Mega Zoé
Estudio #1241Iglesia en las casas

La Gloria De Dios

La Gloria De Dios llama a permanecer como discípulos de Jesús y permanecer en la verdad.

Nuevo TestamentoJuan3 min lectura

Es el término para anunciar, indicar la manifestación de la presencia de Dios.

El verbo se hizo carne.

Jesús (cuando) nació como Bebé en el establo en Belén.

Él siempre había existido como Hijo de Dios con el Padre en el cielo, pero ahora quiso venir al mundo en un cuerpo humano.

"Habitó entre nosotros".

No fue solo una breve aparición, acerca de la que pudiese haber algún error o malentendido.

Dios verdaderamente vino a esta tierra y vivió aquí como "Hombre" entre los hombres.

La palabra "habitó" significa que "habitó en tabernáculo" o "plantó Su tienda".

El cuerpo era la tienda en la que vivió entre los hombres durante treinta y tres años.

"Y vimos su gloria".

En la Biblia, "gloria" se refiere a menudo a la luz resplandeciente, fulgurante (intensidad), que se veía cuando Dios estaba presente.

También se refiere a la perfección y excelencia de Dios.

Cuando el Señor Jesús estaba aquí en la tierra, veló Su gloria en un cuerpo de carne.

Pero hubo dos formas en las que Su gloria fue revelada.

Primero, Su gloria moral.

Por eso se refiere a la irradiación (rayo de luz) de "Su vida" y "carácter en perfección".

No había en Él ninguna falta ni imperfección.

¡Qué perfecto en todos sus caminos!

Todas las virtudes se manifestaron en Su vida con un equilibrio "exquisito".

Luego hubo el resplandor visible de "Su gloria" en el Monte de la transfiguración (Mateo 17:2) (Lucas 9:29-32).

Resplandeció su rostro como el sol y sus vestidos se hicieron blancos como la luz. (intensidad)

A estos tres discípulos se les dio una visión anticipada del esplendor que tendrá Jesús cuando vuelva a la tierra y reine por mil años.

Cuando Juan dijo: "Vimos su gloria", es indudable que se estaba refiriendo primariamente a la "gloria" "moral" de Jesús.

Él y los otros discípulos fueron testigos de la maravilla de una vida absolutamente "perfecta vivida" en esta tierra.

La "gloria" que vieron los discípulos les indicó que Él era verdaderamente el Hijo de Dios.

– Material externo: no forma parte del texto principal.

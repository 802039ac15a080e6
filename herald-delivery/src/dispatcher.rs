//! Retry-with-backoff dispatch over a pooled transport.

use reqwest::Url;
use serde_json::Value;

use crate::{
    error::{ErrorClass, TransportError},
    outcome::{DeliveryOutcome, STATUS_FAILED},
    policy::{Backoff, RetryBudget},
    transport::{Payload, PayloadEncoding, PooledTransport},
};

/// Sends `payload` to `target`, retrying server-side failures.
///
/// Each attempt issues one request:
///
/// - 2xx returns a successful outcome at once
/// - 4xx returns a failed outcome at once; client errors are never retried
/// - anything else (other statuses, transport errors) sleeps
///   `backoff.delay(attempt)` and tries again while the budget lasts
///
/// A transport error counts as its embedded status, or 500 if it has none.
/// Nothing sleeps after the last attempt, and a closed transport fails
/// immediately with no status.
#[tracing::instrument(
    skip_all,
    fields(host = %host_of(target), budget = budget.get())
)]
pub async fn dispatch<T>(
    target: &str,
    encoding: PayloadEncoding,
    payload: &Payload,
    budget: RetryBudget,
    backoff: Backoff,
    transport: &T,
) -> DeliveryOutcome
where
    T: PooledTransport + ?Sized,
{
    let mut outcome = DeliveryOutcome::failure(None, Value::Null);

    for attempt in budget.attempts() {
        let status = match transport.post(target, encoding, payload).await {
            Ok(response) => {
                let status = response.status;
                if ErrorClass::of_status(status) == ErrorClass::Success {
                    tracing::info!(attempt, status, "Request delivered");
                    return DeliveryOutcome::success(status, response.body);
                }
                outcome = DeliveryOutcome::failure(Some(status), response.body);
                status
            }
            Err(TransportError::Closed) => {
                tracing::warn!("Transport is closed, not sending");
                return DeliveryOutcome::failure(None, "transport closed");
            }
            Err(error) => {
                let status = error.embedded_status().unwrap_or(STATUS_FAILED);
                outcome = DeliveryOutcome::failure(Some(status), error.to_string());
                status
            }
        };

        let class = ErrorClass::of_status(status);
        if class == ErrorClass::Client {
            tracing::warn!(attempt, status, ?class, "Request rejected, not retrying");
            return outcome;
        }

        if budget.is_final(attempt) {
            tracing::warn!(attempt, status, ?class, "Retry budget exhausted");
        } else {
            let delay = backoff.delay(attempt);
            tracing::info!(attempt, status, ?class, ?delay, "Request failed, backing off");
            tokio::time::sleep(delay).await;
        }
    }

    outcome
}

/// The host part of `target`, which is all that gets logged.
fn host_of(target: &str) -> String {
    Url::parse(target)
        .ok()
        .and_then(|url| url.host_str().map(str::to_string))
        .unwrap_or_default()
}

Jesús es el "unigénito del Padre", es decir, Cristo es el Hijo único de Dios.

Dios no tiene otro Hijo como Él.

En cierto sentido, todos los verdaderos creyentes son hijos de Dios.

Pero Jesús es el Hijo de Dios-único en su clase-.

Como Hijo de Dios, Él es igual a Dios.

El Salvador se manifestó "lleno de gracia y de verdad".

Por una parte, lleno de bondad hacia los que no lo merecían; por otra, absolutamente veraz y recto, no excusando jamás el pecado ni aprobando el mal.

Ser absolutamente lleno de gracia y al mismo tiempo completamente recto es algo que "solo es posible para Dios".

(Juan 17:5) Dios Padre, Dios Hijo.

Antes que Cristo viniese al mundo, moraba en el cielo con el Padre.

Cuando los ángeles miraron al Señor, vieron "toda la gloria" "de la Deidad".

Para todos los ojos, era evidentemente Dios.

Pero cuando vino entre los hombres, "la gloria de la Deidad" quedó velada. (cubierto con un velo).

Aunque seguía siendo Dios, esto no era evidente para la mayoría de los observadores.

Le vieron meramente como el hijo del carpintero.

Aquí, el Salvador ora para que le sea restaurada la manifestación visible de "Su gloria en el cielo".

Las palabras "glorifícame al lado tuyo", significan "glorifícame a Tu presencia" en el cielo.

Que la gloria original que compartía contigo antes de Mi Encarnación sea reanudada.

Esto enseña de manera clara la preexistencia de Cristo. Amén.